(GIVEN DATA begins)

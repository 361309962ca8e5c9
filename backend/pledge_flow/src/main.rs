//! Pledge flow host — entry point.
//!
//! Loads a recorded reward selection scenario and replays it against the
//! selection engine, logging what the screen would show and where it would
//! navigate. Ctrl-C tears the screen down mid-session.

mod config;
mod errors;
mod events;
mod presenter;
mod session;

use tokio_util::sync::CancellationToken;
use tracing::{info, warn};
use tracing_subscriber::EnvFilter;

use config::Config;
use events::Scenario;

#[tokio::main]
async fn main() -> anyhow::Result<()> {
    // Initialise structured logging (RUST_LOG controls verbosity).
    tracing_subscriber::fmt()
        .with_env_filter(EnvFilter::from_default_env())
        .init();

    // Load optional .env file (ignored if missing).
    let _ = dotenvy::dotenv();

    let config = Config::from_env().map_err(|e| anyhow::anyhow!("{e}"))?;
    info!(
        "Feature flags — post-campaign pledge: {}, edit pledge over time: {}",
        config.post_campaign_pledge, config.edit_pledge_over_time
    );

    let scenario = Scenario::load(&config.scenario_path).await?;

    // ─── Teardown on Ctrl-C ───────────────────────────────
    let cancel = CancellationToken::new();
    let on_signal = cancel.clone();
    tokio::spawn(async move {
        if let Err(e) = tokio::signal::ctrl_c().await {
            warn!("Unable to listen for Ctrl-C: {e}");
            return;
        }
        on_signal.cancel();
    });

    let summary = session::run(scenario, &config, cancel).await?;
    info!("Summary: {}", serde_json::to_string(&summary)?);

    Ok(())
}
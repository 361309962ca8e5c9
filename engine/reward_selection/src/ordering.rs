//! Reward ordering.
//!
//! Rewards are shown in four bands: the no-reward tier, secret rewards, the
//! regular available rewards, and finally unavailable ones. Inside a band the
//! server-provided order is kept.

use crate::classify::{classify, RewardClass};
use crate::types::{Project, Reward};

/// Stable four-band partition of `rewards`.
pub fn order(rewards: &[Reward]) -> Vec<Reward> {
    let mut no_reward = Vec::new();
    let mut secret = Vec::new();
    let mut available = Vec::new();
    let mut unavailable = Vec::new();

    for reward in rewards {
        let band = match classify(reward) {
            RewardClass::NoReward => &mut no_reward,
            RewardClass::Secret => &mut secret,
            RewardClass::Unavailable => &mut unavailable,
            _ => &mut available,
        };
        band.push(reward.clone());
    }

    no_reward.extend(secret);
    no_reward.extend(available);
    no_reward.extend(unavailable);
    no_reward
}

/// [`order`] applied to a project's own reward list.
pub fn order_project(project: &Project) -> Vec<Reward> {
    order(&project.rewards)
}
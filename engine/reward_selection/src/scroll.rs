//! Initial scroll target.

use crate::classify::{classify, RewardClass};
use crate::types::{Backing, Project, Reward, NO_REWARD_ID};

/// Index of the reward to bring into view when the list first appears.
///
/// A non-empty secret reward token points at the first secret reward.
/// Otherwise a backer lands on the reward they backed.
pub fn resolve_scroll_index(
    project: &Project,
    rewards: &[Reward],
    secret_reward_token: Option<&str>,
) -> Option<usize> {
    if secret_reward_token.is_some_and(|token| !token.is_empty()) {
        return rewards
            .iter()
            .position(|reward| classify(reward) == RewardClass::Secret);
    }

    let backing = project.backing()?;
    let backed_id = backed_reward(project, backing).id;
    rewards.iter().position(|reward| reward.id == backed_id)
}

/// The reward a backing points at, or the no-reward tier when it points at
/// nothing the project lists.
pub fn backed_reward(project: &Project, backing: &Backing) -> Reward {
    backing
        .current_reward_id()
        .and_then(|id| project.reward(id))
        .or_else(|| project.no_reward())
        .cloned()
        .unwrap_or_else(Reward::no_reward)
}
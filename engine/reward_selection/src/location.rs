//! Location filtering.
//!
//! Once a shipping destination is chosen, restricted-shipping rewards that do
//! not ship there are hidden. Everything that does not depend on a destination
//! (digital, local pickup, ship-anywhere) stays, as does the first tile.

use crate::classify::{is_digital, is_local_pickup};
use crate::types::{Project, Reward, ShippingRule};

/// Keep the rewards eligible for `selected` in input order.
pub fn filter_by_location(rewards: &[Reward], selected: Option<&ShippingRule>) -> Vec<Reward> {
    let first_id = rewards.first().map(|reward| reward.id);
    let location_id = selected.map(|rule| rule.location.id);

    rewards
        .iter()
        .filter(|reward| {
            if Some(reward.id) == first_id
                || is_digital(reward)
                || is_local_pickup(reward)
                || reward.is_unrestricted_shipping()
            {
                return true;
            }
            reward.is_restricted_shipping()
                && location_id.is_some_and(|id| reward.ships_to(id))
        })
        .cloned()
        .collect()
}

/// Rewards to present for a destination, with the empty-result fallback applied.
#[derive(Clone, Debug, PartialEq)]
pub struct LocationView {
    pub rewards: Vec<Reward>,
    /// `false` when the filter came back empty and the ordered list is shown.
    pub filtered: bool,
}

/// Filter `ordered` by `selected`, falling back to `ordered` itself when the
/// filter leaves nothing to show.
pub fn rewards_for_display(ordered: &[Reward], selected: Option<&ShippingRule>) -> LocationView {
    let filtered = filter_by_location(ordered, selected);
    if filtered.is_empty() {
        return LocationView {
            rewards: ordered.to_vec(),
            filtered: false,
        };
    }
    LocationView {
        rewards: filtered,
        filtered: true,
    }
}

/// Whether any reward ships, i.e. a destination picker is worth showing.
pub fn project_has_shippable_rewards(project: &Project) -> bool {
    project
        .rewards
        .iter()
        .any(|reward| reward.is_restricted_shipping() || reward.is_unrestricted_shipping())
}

(GIVEN DATA ends)

Tell how many lines of the entries above include "ShippingRule". The answer should be the number and nothing more.

COMPLETED EXERCISE.
3